→ What is being asked
Start at the line below containing "if !value.is_finite() ||" and stop at the line containing "if self.r_array.is_empty() ||". Repeat every line of that stretch exactly, and nothing outside it.

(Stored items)
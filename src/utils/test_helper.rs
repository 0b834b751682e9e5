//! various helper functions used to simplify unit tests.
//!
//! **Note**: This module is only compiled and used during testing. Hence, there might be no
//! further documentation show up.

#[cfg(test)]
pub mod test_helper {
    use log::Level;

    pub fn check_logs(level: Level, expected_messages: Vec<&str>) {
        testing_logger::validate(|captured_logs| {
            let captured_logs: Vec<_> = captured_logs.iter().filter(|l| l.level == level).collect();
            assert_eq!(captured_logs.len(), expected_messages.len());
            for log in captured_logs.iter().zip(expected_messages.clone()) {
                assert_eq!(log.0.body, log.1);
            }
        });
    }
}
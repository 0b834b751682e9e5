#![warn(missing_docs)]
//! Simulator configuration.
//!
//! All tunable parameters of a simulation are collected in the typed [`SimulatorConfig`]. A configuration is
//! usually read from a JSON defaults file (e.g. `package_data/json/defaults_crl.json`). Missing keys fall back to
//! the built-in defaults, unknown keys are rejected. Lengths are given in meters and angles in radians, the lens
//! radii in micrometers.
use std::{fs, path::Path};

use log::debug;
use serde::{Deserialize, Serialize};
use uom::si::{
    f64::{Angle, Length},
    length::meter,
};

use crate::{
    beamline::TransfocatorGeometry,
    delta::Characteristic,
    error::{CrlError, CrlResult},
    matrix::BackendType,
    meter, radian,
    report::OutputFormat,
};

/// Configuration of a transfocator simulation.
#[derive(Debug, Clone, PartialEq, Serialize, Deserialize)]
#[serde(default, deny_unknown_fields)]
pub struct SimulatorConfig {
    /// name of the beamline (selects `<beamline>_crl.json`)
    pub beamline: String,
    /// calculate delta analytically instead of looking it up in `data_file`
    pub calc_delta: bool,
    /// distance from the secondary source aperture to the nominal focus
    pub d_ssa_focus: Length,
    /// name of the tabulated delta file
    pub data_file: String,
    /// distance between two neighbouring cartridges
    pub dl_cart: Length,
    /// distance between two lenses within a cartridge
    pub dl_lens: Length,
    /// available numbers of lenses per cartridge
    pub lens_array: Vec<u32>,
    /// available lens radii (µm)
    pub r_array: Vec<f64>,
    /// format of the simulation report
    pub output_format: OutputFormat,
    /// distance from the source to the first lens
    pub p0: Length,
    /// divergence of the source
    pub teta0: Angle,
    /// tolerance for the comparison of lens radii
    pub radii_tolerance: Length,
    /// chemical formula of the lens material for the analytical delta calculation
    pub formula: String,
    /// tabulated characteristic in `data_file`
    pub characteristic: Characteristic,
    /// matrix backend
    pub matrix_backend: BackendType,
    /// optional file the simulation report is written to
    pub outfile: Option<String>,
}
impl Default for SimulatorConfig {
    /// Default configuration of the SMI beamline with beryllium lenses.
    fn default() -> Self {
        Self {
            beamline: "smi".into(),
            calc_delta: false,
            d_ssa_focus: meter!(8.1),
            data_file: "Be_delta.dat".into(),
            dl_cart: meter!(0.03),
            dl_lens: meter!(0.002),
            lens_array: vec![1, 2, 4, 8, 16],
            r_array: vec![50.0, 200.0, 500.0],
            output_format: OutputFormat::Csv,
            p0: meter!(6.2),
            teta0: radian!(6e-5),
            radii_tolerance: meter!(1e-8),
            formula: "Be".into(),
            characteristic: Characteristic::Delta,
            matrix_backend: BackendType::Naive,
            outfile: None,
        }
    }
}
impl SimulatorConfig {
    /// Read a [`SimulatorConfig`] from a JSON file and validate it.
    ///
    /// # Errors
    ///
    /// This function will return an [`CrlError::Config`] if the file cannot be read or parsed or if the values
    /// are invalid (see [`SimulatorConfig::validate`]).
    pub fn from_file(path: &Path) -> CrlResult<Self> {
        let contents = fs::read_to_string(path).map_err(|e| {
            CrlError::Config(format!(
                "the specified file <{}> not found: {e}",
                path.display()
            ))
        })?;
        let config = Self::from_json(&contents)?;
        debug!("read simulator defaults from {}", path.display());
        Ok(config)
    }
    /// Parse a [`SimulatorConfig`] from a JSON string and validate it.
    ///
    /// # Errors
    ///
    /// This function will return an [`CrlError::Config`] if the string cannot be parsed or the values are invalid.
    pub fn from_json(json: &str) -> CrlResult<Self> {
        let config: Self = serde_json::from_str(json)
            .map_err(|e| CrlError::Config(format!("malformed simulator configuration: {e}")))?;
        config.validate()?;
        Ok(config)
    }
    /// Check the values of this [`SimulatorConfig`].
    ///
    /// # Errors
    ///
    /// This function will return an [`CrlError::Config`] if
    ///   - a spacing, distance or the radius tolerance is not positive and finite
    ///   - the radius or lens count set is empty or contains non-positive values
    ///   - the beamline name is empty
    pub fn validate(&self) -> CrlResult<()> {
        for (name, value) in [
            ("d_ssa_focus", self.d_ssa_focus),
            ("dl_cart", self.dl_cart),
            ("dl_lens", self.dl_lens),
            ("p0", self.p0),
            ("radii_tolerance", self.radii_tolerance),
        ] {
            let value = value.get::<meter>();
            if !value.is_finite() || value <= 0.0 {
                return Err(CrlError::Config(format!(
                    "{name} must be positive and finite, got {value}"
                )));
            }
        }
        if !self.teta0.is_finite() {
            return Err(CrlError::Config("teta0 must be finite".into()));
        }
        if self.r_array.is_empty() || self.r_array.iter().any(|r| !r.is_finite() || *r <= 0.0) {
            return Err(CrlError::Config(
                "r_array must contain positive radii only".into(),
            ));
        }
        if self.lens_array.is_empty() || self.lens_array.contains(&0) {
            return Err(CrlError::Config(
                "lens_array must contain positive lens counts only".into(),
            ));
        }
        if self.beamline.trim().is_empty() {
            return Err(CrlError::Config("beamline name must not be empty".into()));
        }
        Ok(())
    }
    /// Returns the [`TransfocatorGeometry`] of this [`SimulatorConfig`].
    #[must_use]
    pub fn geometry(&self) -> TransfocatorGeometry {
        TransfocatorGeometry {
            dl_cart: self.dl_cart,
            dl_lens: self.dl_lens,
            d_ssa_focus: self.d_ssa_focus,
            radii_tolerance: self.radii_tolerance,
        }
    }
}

→ Solution to the exercise
            if !value.is_finite() || value <= 0.0 {
                return Err(CrlError::Config(format!(
                    "{name} must be positive and finite, got {value}"
                )));
            }
        }
        if !self.teta0.is_finite() {
            return Err(CrlError::Config("teta0 must be finite".into()));
        }
        if self.r_array.is_empty() || self.r_array.iter().any(|r| !r.is_finite() || *r <= 0.0) {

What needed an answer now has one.